The report outlines factors that contributed to the tragic outcome.

“Wind speed increased during the day to occasional force 6 and with strong gusts of up to 35 kts (65 km/h). A Small Craft Warning was in effect. These were challenging weather conditions in the circumstances.Cold water immersion was a further factor, with water temperature being 14°C.

Although the planned boat movement would have covered only a short distance, the absence of voyage planning was also cited as a factor. It is recommended that all voyages, regardless of their purpose, duration or distance, require some element of voyage planning. This includes checking weather forecasts and conditions, checking for hazards and risks, preparing a passage plan, having a means of communications, and making sure that someone ashore knows the plans for the trips and has a plan for what to do should they become concerned for the crews’ wellbeing.

Investigators noted that the casualty was not wearing a PFD at the time. According to the Code of Practice for the Safe Operation of Recreational Craft, a person going afloat in a recreational craft operated in Irish waters has statutory obligations in relation to the wearing of a PFD.
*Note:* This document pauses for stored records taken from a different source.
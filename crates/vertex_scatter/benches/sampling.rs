mod common;

use std::hint::black_box;

use criterion::{criterion_group, criterion_main, BenchmarkId, Criterion};
use rand::rngs::StdRng;
use rand::SeedableRng;
use vertex_scatter::prelude::{plan_placements, sample_without_replacement, ScatterParameters};

fn subsample_benches(c: &mut Criterion) {
    let mut group = c.benchmark_group("sampling/without_replacement");

    for &side in &[16usize, 64, 256] {
        let targets = common::grid_targets(side);
        let n = targets.len();
        for &density in &[10u8, 50, 100] {
            let amount = n * density as usize / 100;
            group.throughput(common::elements_throughput(amount));
            group.bench_with_input(
                BenchmarkId::new(format!("density_{density}"), n),
                &targets,
                |b, targets| {
                    let mut rng = StdRng::seed_from_u64(0xC0FFEE);
                    b.iter(|| black_box(sample_without_replacement(targets, amount, &mut rng)));
                },
            );
        }
    }

    group.finish();
}

fn plan_benches(c: &mut Criterion) {
    let mut group = c.benchmark_group("sampling/plan_placements");
    let params = ScatterParameters::new()
        .with_scale_range(0.5, 2.0)
        .with_rotation_range(0.0, 360.0)
        .with_density(50);

    for &side in &[16usize, 64, 256] {
        let targets = common::grid_targets(side);
        group.throughput(common::elements_throughput(targets.len() / 2));
        group.bench_with_input(BenchmarkId::from_parameter(targets.len()), &targets, |b, t| {
            let mut rng = StdRng::seed_from_u64(0xDEADBEEF);
            b.iter(|| black_box(plan_placements(t, &params, &mut rng)));
        });
    }

    group.finish();
}

criterion_group! {
    name = benches;
    config = common::default_criterion();
    targets = subsample_benches, plan_benches
}
criterion_main!(benches);
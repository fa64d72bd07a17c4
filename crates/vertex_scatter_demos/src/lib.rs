#![forbid(unsafe_code)]

use glam::Vec3;
use tracing_subscriber::EnvFilter;
use vertex_scatter::prelude::{MemoryScene, ScatterResult};

/// Installs a formatted tracing subscriber honoring `RUST_LOG`, defaulting to `info`.
pub fn init_tracing() {
    let filter = EnvFilter::try_from_default_env().unwrap_or_else(|_| EnvFilter::new("info"));
    let _ = tracing_subscriber::fmt().with_env_filter(filter).try_init();
}

/// Builds a scene holding a `source` transform and a `side` x `side` grid mesh named `base`,
/// centered on the origin with `spacing` units between vertices.
pub fn grid_scene(source: &str, base: &str, side: usize, spacing: f32) -> MemoryScene {
    let half = (side.saturating_sub(1)) as f32 * spacing * 0.5;
    let vertices = (0..side * side)
        .map(|i| {
            let x = (i % side) as f32 * spacing - half;
            let z = (i / side) as f32 * spacing - half;
            Vec3::new(x, 0.0, z)
        })
        .collect();
    MemoryScene::new()
        .with_transform(source)
        .with_mesh(base, Vec3::ZERO, vertices)
}

/// Prints one line per placement.
pub fn print_placements(result: &ScatterResult) {
    for placement in &result.placements {
        let i = &placement.instruction;
        println!(
            "{:<18} at {:>7.2} {:>7.2} {:>7.2}  scale {:.3}  rotation {:>6.1}",
            placement.instance,
            i.target.position.x,
            i.target.position.y,
            i.target.position.z,
            i.scale,
            i.rotation
        );
    }
}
It was also found that he did not have emergency communication equipment such as a handheld marine VHF radio or a mobile phone in a waterproof pouch. Nor was he wearing a PLB which is a device designed to be carried or worn by an individual so that, when correctly activated in an emergency situation, the PLB transmits a signal that is detected by satellite systems and then reported to the emergency services.

A further contributing factor was that the casualty’s vessel was not fitted with a boarding ladder or an emergency ladder. There is no legal requirement for vessels of that age to be upgraded in line with more recent legislation. However, a boarding ladder is listed as a piece of lifesaving and personal safety equipment.

Another finding was that although the casualty had been around boats all his life, he had no formal powerboat training or certification. Such training would have given a greater understanding of the aforementioned factors. 

The MCIB acknowledges that the Code of Practice for the Safe Operation of Recreational Craft has no regulatory remit and simply provides safety information and guidelines. Training is therefore voluntary. 

It is suggested that there should be “some sort of regime that requires recreational craft users to have engaged in basic safety training and awareness, similar perhaps to the online preliminary driving test assessment.”

Further regulation of training and of the use of pleasure craft was also recommended, as are specific water safety awareness campaigns for pleasure craft users.